Выбрать главу

Постепенно Сунгу стал понимать, что все видимое являет собою не бред и не посмертные видения, а картину подлинной жизни, куда он медленно возвращался благодаря стараниям хозяйки. Это страждущие люди, болящие, но исполненные надежд и жажды жизни, лечились от недугов и рожали детей.

И торопливые излияния благодарности, звучащие в комнатке старой лекарки, казались тихо лежащему в углу Сунгу самой печальной и трогательной музыкой, какую приходилось ему слышать.

Он видел, как приводили к старухе разрушенного болезнью костей, похожего на изломанную железную кровать человека, ползающего по земле с двумя костылями в руках, видел тусклую ме^твизну безнадежных глаз больного, а потом, после исцеления, видел эти же глаза, лучащие нестерпимый, нечеловеческий блеск счастья. Сунгу видел матерей, бледневших, как бумага, когда ребенок хрипел у них на коленях и бился в припадке, — и тех же матерей видел после, со здоровыми детьми на руках… И, видя все это, Сунгу начинал понимать, во что же оценивается людьми их жизнь, — цены такой не было на земле. И, может быть, зная это, старуха ни с кого не брала денег за лечение.

Через месяц Сунгу мог уже подыматься в постели и сидеть. Старуха, если не была занята делом, охотно болтала с ним.

— Не поднять бы мне тебя, Цай Сунгу, — говорила она, — потому что болезнь твоя пошла далеко вглубь и травы нужной не было, но помогло мне твое непокорство смерти. Больной, если он покорствует смерти, клонит перед нею голову, и потому под его шею не просунешь руки, когда захочешь приподнять его с подушки. А под твою шею рука всегда просовывалась легко…

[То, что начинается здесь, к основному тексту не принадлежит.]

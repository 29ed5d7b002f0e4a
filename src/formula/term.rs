//! Random walk term descriptors
//!
//! A [`RandomWalkDescriptor`] records what an `rw(time, gr, prior_scale)` term
//! says, not what it means for any particular dataset: column references are
//! stored by name and resolved later by the term parser.

use serde::{Deserialize, Serialize};

use crate::error::TermError;
use crate::formula::expr::{render_name, Expr};
use crate::formula::parser::parse_expression;

/// Name of the random walk term constructor in formulas
pub const RANDOM_WALK_FN: &str = "rw";

/// Prior scale used when neither the term nor the configuration sets one
pub const DEFAULT_PRIOR_SCALE: f64 = 0.2;

/// Formal arguments of `rw`, in positional order
const FORMALS: [&str; 3] = ["time", "gr", "prior_scale"];

/// An unevaluated reference to a dataset column
#[derive(Debug, Clone, PartialEq, Eq, Hash, Serialize, Deserialize)]
#[serde(rename_all = "snake_case")]
pub enum ColumnRef {
    /// Use the dataset's default for this role
    Default,
    Named(String),
}

impl ColumnRef {
    pub fn name(&self) -> Option<&str> {
        match self {
            ColumnRef::Default => None,
            ColumnRef::Named(name) => Some(name.as_str()),
        }
    }

    pub fn is_default(&self) -> bool {
        matches!(self, ColumnRef::Default)
    }
}

/// One random walk term as written in a formula
#[derive(Debug, Clone, PartialEq, Serialize, Deserialize)]
pub struct RandomWalkDescriptor {
    time: ColumnRef,
    group: ColumnRef,
    prior_scale: Option<f64>,
    label: String,
}

impl RandomWalkDescriptor {
    pub fn builder() -> RandomWalkBuilder {
        RandomWalkBuilder::default()
    }

    /// Rebuild a descriptor from its term label, e.g. `rw(week, gr = region)`
    pub fn from_label(label: &str) -> Result<Self, TermError> {
        let expr = parse_expression(label).map_err(|e| TermError::InvalidTerm {
            label: label.to_string(),
            reason: e.to_string(),
        })?;
        Self::from_call(expr.unparenthesized())
    }

    /// Build a descriptor from an `rw(...)` call expression.
    ///
    /// Arguments bind like the constructor's signature: named arguments first,
    /// then positional ones fill the remaining formals in order.
    pub fn from_call(expr: &Expr) -> Result<Self, TermError> {
        let label = expr.to_string();
        let invalid = |reason: String| TermError::InvalidTerm {
            label: label.clone(),
            reason,
        };

        let args = match expr {
            Expr::Call { name, args } if name == RANDOM_WALK_FN => args,
            _ => return Err(invalid(format!("not a call to {}()", RANDOM_WALK_FN))),
        };

        let mut bound: [Option<&Expr>; 3] = [None; 3];
        for arg in args {
            if let Some(name) = &arg.name {
                let slot = FORMALS
                    .iter()
                    .position(|formal| *formal == name.as_str())
                    .ok_or_else(|| invalid(format!("unused argument '{}'", name)))?;
                if bound[slot].is_some() {
                    return Err(invalid(format!(
                        "argument '{}' matched by multiple actual arguments",
                        name
                    )));
                }
                bound[slot] = Some(&arg.value);
            }
        }
        for arg in args.iter().filter(|arg| arg.name.is_none()) {
            let slot = bound
                .iter()
                .position(|b| b.is_none())
                .ok_or_else(|| invalid(format!("unused argument '{}'", arg.value)))?;
            bound[slot] = Some(&arg.value);
        }

        let prior_scale = match bound[2] {
            None => None,
            Some(value) => Some(parse_prior_scale(value).map_err(invalid)?),
        };

        Ok(Self {
            time: column_ref(bound[0]),
            group: column_ref(bound[1]),
            prior_scale,
            label,
        })
    }

    pub fn time(&self) -> &ColumnRef {
        &self.time
    }

    pub fn group(&self) -> &ColumnRef {
        &self.group
    }

    /// Prior scale given in the term, if any
    pub fn prior_scale(&self) -> Option<f64> {
        self.prior_scale
    }

    pub fn prior_scale_or(&self, default: f64) -> f64 {
        self.prior_scale.unwrap_or(default)
    }

    pub fn label(&self) -> &str {
        &self.label
    }
}

fn column_ref(value: Option<&Expr>) -> ColumnRef {
    match value {
        None => ColumnRef::Default,
        Some(Expr::Symbol(name)) | Some(Expr::Str(name)) => ColumnRef::Named(name.clone()),
        // Anything else is kept as text and will not match a column
        Some(other) => ColumnRef::Named(other.to_string()),
    }
}

fn parse_prior_scale(value: &Expr) -> Result<f64, String> {
    let scale = match value.unparenthesized() {
        Expr::Number(text) => text
            .parse::<f64>()
            .map_err(|e| format!("invalid prior_scale '{}': {}", text, e))?,
        Expr::Negate(_) => return Err(format!("prior_scale must be positive, got {}", value)),
        other => return Err(format!("prior_scale must be a number, got '{}'", other)),
    };
    if !is_valid_prior_scale(scale) {
        return Err(format!("prior_scale must be positive, got {}", value));
    }
    Ok(scale)
}

/// Prior scales must be finite and strictly positive
pub(crate) fn is_valid_prior_scale(scale: f64) -> bool {
    scale.is_finite() && scale > 0.0
}

/// Builder for [`RandomWalkDescriptor`]s created in code rather than parsed
#[derive(Debug, Clone, Default)]
pub struct RandomWalkBuilder {
    time: Option<String>,
    group: Option<String>,
    prior_scale: Option<f64>,
}

impl RandomWalkBuilder {
    /// Column holding the time axis
    pub fn time(mut self, column: impl Into<String>) -> Self {
        self.time = Some(column.into());
        self
    }

    /// Column holding the group of each observation
    pub fn group(mut self, column: impl Into<String>) -> Self {
        self.group = Some(column.into());
        self
    }

    pub fn prior_scale(mut self, scale: f64) -> Self {
        self.prior_scale = Some(scale);
        self
    }

    /// Finish the descriptor; the label lists the arguments that were set
    pub fn build(self) -> Result<RandomWalkDescriptor, TermError> {
        let mut parts = Vec::new();
        if let Some(time) = &self.time {
            parts.push(format!("time = {}", render_name(time)));
        }
        if let Some(group) = &self.group {
            parts.push(format!("gr = {}", render_name(group)));
        }
        if let Some(scale) = self.prior_scale {
            parts.push(format!("prior_scale = {}", scale));
        }
        let label = format!("{}({})", RANDOM_WALK_FN, parts.join(", "));

        if let Some(scale) = self.prior_scale {
            if !is_valid_prior_scale(scale) {
                return Err(TermError::InvalidTerm {
                    label,
                    reason: format!("prior_scale must be positive, got {}", scale),
                });
            }
        }

        Ok(RandomWalkDescriptor {
            time: self.time.map_or(ColumnRef::Default, ColumnRef::Named),
            group: self.group.map_or(ColumnRef::Default, ColumnRef::Named),
            prior_scale: self.prior_scale,
            label,
        })
    }
}
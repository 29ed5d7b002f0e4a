//! Single random walk term parsing
//!
//! Resolves a [`RandomWalkDescriptor`] against a [`Dataset`]:
//! - the time axis is the named column or the dataset's date column
//! - the group is the named column or one implicit group for all rows
//! - each distinct group is a process; each distinct time within it a period
//! - the design matrix maps every row to its (process, period) coefficient
//!
//! Coefficients are ordered process-major. Processes appear in the order their
//! group is first observed and periods in the order their time is first
//! observed within the group, so for rows sorted by (group, time) this is the
//! first-appearance order of the (time, group) pair.

use std::collections::HashMap;

use tracing::{debug, trace};

use crate::config::ParseConfig;
use crate::dataset::{CellKey, Column, Dataset};
use crate::error::TermError;
use crate::formula::{ColumnRef, RandomWalkDescriptor};
use crate::sparse::CsrMatrix;
use crate::types::ParsedTerm;

/// Parse one term with the default configuration
pub fn parse_term(
    descriptor: &RandomWalkDescriptor,
    dataset: &Dataset,
) -> Result<ParsedTerm, TermError> {
    parse_term_with(descriptor, dataset, &ParseConfig::default())
}

/// Parse one term
pub fn parse_term_with(
    descriptor: &RandomWalkDescriptor,
    dataset: &Dataset,
    config: &ParseConfig,
) -> Result<ParsedTerm, TermError> {
    let time = match descriptor.time() {
        ColumnRef::Default => dataset.dates(),
        ColumnRef::Named(name) => lookup(descriptor, dataset, name)?,
    };
    let group = match descriptor.group() {
        ColumnRef::Default => None,
        ColumnRef::Named(name) => Some(lookup(descriptor, dataset, name)?),
    };

    let rows = dataset.rows();
    let mut processes = Processes::default();
    let mut coordinates = Vec::with_capacity(rows);
    for row in 0..rows {
        let group_key = group.map(|column| column.key(row));
        let coordinate = processes.insert(group_key, time.key(row));
        coordinates.push(coordinate);
    }

    let periods_per_process: Vec<usize> = processes.periods.iter().map(Vec::len).collect();
    let mut offsets = Vec::with_capacity(periods_per_process.len());
    let mut cols = 0;
    for &periods in &periods_per_process {
        offsets.push(cols);
        cols += periods;
    }

    let columns = coordinates
        .iter()
        .map(|&(process, period)| offsets[process] + period)
        .collect();
    let design_matrix = CsrMatrix::indicator(cols, columns);

    let coefficient_names = processes.coefficient_names(descriptor.label(), config.synthetic_group());
    let num_processes = periods_per_process.len();
    let prior_scale = vec![descriptor.prior_scale_or(config.default_prior_scale()); num_processes];

    debug!(
        label = descriptor.label(),
        rows,
        num_processes,
        coefficients = cols,
        "parsed random walk term"
    );
    trace!(label = descriptor.label(), ?periods_per_process);

    Ok(ParsedTerm {
        label: descriptor.label().to_string(),
        num_processes,
        periods_per_process,
        prior_scale,
        coefficient_names,
        design_matrix,
    })
}

fn lookup<'a>(
    descriptor: &RandomWalkDescriptor,
    dataset: &'a Dataset,
    name: &str,
) -> Result<&'a Column, TermError> {
    dataset.column(name).ok_or_else(|| TermError::UnknownColumn {
        label: descriptor.label().to_string(),
        column: name.to_string(),
    })
}

/// Index of processes and their periods, in first-appearance order.
///
/// Maps are only used for lookup; positions come from the vectors, so no
/// hash iteration order leaks into the output.
#[derive(Default)]
struct Processes {
    /// `None` is the implicit group of an ungrouped term
    groups: Vec<Option<CellKey>>,
    group_index: HashMap<Option<CellKey>, usize>,
    periods: Vec<Vec<CellKey>>,
    period_index: Vec<HashMap<CellKey, usize>>,
}

impl Processes {
    /// Record an observation, returning its (process, period) coordinate
    fn insert(&mut self, group: Option<CellKey>, time: CellKey) -> (usize, usize) {
        let process = match self.group_index.get(&group) {
            Some(&index) => index,
            None => {
                let index = self.groups.len();
                self.group_index.insert(group.clone(), index);
                self.groups.push(group);
                self.periods.push(Vec::new());
                self.period_index.push(HashMap::new());
                index
            }
        };

        let period = match self.period_index[process].get(&time) {
            Some(&index) => index,
            None => {
                let index = self.periods[process].len();
                self.period_index[process].insert(time.clone(), index);
                self.periods[process].push(time);
                index
            }
        };

        (process, period)
    }

    fn coefficient_names(&self, label: &str, synthetic_group: &str) -> Vec<String> {
        let mut names = Vec::new();
        for (group, periods) in self.groups.iter().zip(&self.periods) {
            let group_name = match group {
                Some(key) => key.to_string(),
                None => synthetic_group.to_string(),
            };
            for time in periods {
                names.push(format!("{}[{},{}]", label, time, group_name));
            }
        }
        names
    }
}
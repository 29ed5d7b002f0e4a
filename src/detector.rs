//! Random walk term detection
//!
//! Picks out the terms of a formula that are wholly a call to `rw(...)`.
//! Interactions such as `rw():x` and random effect terms such as
//! `(rw() | g)` are left to other parts of the model.

use crate::error::TermError;
use crate::formula::{Formula, TermKind};

/// Labels of the formula's random walk terms, in formula order
pub fn detect(formula: &Formula) -> Vec<String> {
    formula
        .terms()
        .iter()
        .filter(|term| matches!(term.kind(), TermKind::RandomWalk(_)))
        .filter(|term| !term.label().contains(|c: char| c == '|' || c == ':'))
        .map(|term| term.label().to_string())
        .collect()
}

/// Parse formula text and detect its random walk terms
pub fn detect_str(formula: &str) -> Result<Vec<String>, TermError> {
    Ok(detect(&Formula::parse(formula)?))
}

#[cfg(test)]
mod tests {
    use super::*;
    use pretty_assertions::assert_eq;

    #[test]
    fn test_detects_in_formula_order() {
        let labels =
            detect_str("R(country, date) ~ rw(gr = country) + x + rw(week, prior_scale = 0.1)")
                .unwrap();
        assert_eq!(labels, vec!["rw(gr = country)", "rw(week, prior_scale = 0.1)"]);
    }

    #[test]
    fn test_skips_interactions_and_random_effects() {
        let labels =
            detect_str("y ~ rw():x + (rw() | g) + (1 | g) + rw(gr = g) + rwx(a) + x").unwrap();
        assert_eq!(labels, vec!["rw(gr = g)"]);
        assert!(labels.iter().all(|l| !l.contains('|') && !l.contains(':')));
    }

    #[test]
    fn test_product_contributes_main_effect_only() {
        let labels = detect_str("y ~ rw(gr = g) * x").unwrap();
        assert_eq!(labels, vec!["rw(gr = g)"]);
    }

    #[test]
    fn test_r_operators_beside_random_walks() {
        assert_eq!(detect_str("y ~ I(x^2) + rw()").unwrap(), vec!["rw()"]);

        let labels = detect_str("R(country, date) ~ 1 + I(x^2) + rw(gr = country)").unwrap();
        assert_eq!(labels, vec!["rw(gr = country)"]);

        let labels = detect_str(
            r#"y ~ a %in% b + a/b + (a + b)^2 + factor(x, levels = c("a")) + rw(gr = région)"#,
        )
        .unwrap();
        assert_eq!(labels, vec!["rw(gr = région)"]);
    }

    #[test]
    fn test_interaction_inside_arguments_not_detected() {
        let labels = detect_str("y ~ rw(time = a:b) + rw(gr = \"a|b\") + rw()").unwrap();
        assert_eq!(labels, vec!["rw()"]);
    }

    #[test]
    fn test_no_random_walks() {
        assert!(detect_str("y ~ 1 + x").unwrap().is_empty());
    }

    #[test]
    fn test_rejects_non_formula() {
        let err = detect_str("rw(gr = g)").unwrap_err();
        assert!(matches!(err, TermError::InvalidFormula(_)));
    }
}
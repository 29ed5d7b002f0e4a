//! Epiform - Formula front end for Bayesian epidemiological models
//!
//! Epiform turns a model formula and a grouped time-series dataset into the
//! structured inputs a renewal-equation sampler needs for its random walk
//! terms: formula parsing → random walk detection → per-term parsing →
//! aggregation → backend payload.
//!
//! ## Modules
//!
//! - **Formula**: parse formulas and classify their terms
//! - **Detector / Term parser / Aggregate**: resolve `rw(...)` terms into
//!   process counts, period counts and sparse design matrices
//! - **Pipeline**: JSON-in, JSON-out entry points

pub mod aggregate;
pub mod config;
pub mod dataset;
pub mod detector;
pub mod error;
pub mod formula;
pub mod pipeline;
pub mod sparse;
pub mod term_parser;
pub mod types;

// FFI bindings for C interop (always available for cdylib/staticlib builds)
pub mod ffi;

pub use aggregate::aggregate;
pub use config::ParseConfig;
pub use dataset::{Column, Dataset};
pub use detector::detect;
pub use error::TermError;
pub use formula::{ColumnRef, Formula, RandomWalkDescriptor};
pub use pipeline::{formula_to_backend_json, random_walk_terms, TermProcessor};
pub use sparse::CsrMatrix;
pub use term_parser::parse_term;
pub use types::{AggregatedTerms, BackendPayload, ParsedTerm};

/// Epiform version embedded in all backend payloads
pub const EPIFORM_VERSION: &str = env!("CARGO_PKG_VERSION");

/// Producer name for backend payloads
pub const PRODUCER_NAME: &str = "epiform";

Весною Сунгу окончательно поправился. К концу мая он стал выходить на улицу, вскопал и взрыхлил кусок земли под окном старухиной комнаты, унавозил крохотный огород и посадил на нем редиску. А когда взошли еле видимые зеленые всходы, сделал первую прополку и вдруг почувствовал себя спокойным и счастливым. На той же неделе он пошел в управление шахты, там ему предложили работу на новой шахте, в соседнем поселке, и Сунгу согласился.

Так началась новая его жизнь после тридцатилетнего сна. Это была настолько подлинная жизнь, что Сунгу решился взять на шахте большую ссуду и начал строить себе дом. Он уговорился со старой гадалкой, что, когда дом будет готов, они поселятся в нем вместе и с того времени все заботы о ней он по-сыновнему возьмет на себя. Так решил он потому, что эта старуха, как и все другие женщины, бывшие близкими ему в жизни, за что-то бескорыстно любила его и возвратила к настоящей земной жизни.

А голубым прозрачным днем сахалинской осени, в середине сентября, случилось, что грузовик волочил по улице тяжелую бадью для бетона, перетаскивая ее с одной стройки на другую, и подслеповатая, согнутая пополам старуха выбежала из-за угла дома на дорогу и наткнулась головою на растрепанный стальной канат. Шофер грузовика, огромный рябой парень, вел машину тихо, то и дело высовываясь из кабины и глядя назад, но беда все-таки случилась: вся левая сторона головы старой лекарки была разворочена стальными усами каната. Шофер выпрыгнул из кабины, подхватил с земли старуху и бросился бежать к больнице, которая была недалеко, на соседней улице. Но он, плача, донес лишь бездыханное легкое тело.

Так свершилось еще одно предсказание старухи — железо убило ее. Сунгу узнал об этом и в тот же день приехал в город. В маленьком беленом больничном домике, стоявшем во дворе отдельно, Сунгу увидел ее, нагую, сухонькую, как осенний травяной стебель, покойно вытянувшуюся на деревянном топчане, — смерть выпрямила ее искривленное тело. Сложенные на мертвой груди, руки ее казались еще трепетными и деятельными, как при жизни; левая сторона лица была скрыта под толстой белой повязкой.

И, глядя на эти неузнаваемые останки дорогого существа, Сунгу шепотом проклял себя. Ибо свершилась-таки его месть, теперь свершилась, когда он меньше всего думал о ней. Преступление Яна ничем не могло быть искуплено, никаким другим злом — оно искупилось лишь чистой добротой этой женщины. А о торжестве всей доброты человека можно судить только тогда, когда он закончит жить. Сунгу стоял над распростертой гадалкой и не плакал, потому что в минуту постижения истины не плачут, — ибо нет в ней печали и плача, а есть лишь бескрайняя торжественная тишина.